Task directions » From the records below, find each line with the string "usize" and copy it.

(Entries taken from a collection)
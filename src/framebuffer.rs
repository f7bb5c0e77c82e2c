/// Character grid plus an inverse-depth grid, both rebuilt every frame.
/// Depth values start at 0.0 (infinitely far) and only grow within a frame;
/// each cell ends up holding the glyph of the nearest sample that hit it.
#[derive(Clone, Debug)]
pub struct FrameBuffer {
    width: usize,
    height: usize,
    glyphs: Vec<char>,
    inv_depth: Vec<f64>,
}

impl FrameBuffer {
    pub fn new(width: usize, height: usize) -> Self {
        let n = width.saturating_mul(height);
        Self {
            width,
            height,
            glyphs: vec![' '; n],
            inv_depth: vec![0.0; n],
        }
    }

    pub fn width(&self) -> usize {
        self.width
    }

    pub fn height(&self) -> usize {
        self.height
    }

    pub fn clear(&mut self) {
        self.glyphs.fill(' ');
        self.inv_depth.fill(0.0);
    }

    pub fn glyph(&self, col: usize, row: usize) -> Option<char> {
        if col >= self.width || row >= self.height {
            return None;
        }
        Some(self.glyphs[row * self.width + col])
    }

    pub fn rows(&self) -> impl Iterator<Item = &[char]> {
        self.glyphs.chunks(self.width.max(1))
    }

    /// Writes `glyph` at (col, row) only when `inv_depth` is strictly greater
    /// than the stored value, i.e. this sample is nearer than whatever wrote
    /// there before. Ties keep the earlier write, which together with the
    /// fixed sampling order makes frames deterministic. Out-of-bounds writes
    /// return false and touch nothing.
    pub fn try_write(&mut self, col: usize, row: usize, inv_depth: f64, glyph: char) -> bool {
        if col >= self.width || row >= self.height {
            return false;
        }
        let i = row * self.width + col;
        if inv_depth > self.inv_depth[i] {
            self.inv_depth[i] = inv_depth;
            self.glyphs[i] = glyph;
            true
        } else {
            false
        }
    }

    pub fn hash64(&self) -> u64 {
        let mut h = 0xcbf2_9ce4_8422_2325_u64;
        h = fnv1a_u64(h, &(self.width as u64).to_le_bytes());
        h = fnv1a_u64(h, &(self.height as u64).to_le_bytes());
        for &g in &self.glyphs {
            h = fnv1a_u64(h, &(g as u32).to_le_bytes());
        }
        for &z in &self.inv_depth {
            h = fnv1a_u64(h, &z.to_bits().to_le_bytes());
        }
        h
    }
}

fn fnv1a_u64(mut h: u64, bytes: &[u8]) -> u64 {
    let prime = 0x0100_0000_01b3_u64;
    for &b in bytes {
        h ^= b as u64;
        h = h.wrapping_mul(prime);
    }
    h
}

Answer space »
    width: usize,
    height: usize,
    pub fn new(width: usize, height: usize) -> Self {
    pub fn width(&self) -> usize {
    pub fn height(&self) -> usize {
    pub fn glyph(&self, col: usize, row: usize) -> Option<char> {
    pub fn try_write(&mut self, col: usize, row: usize, inv_depth: f64, glyph: char) -> bool {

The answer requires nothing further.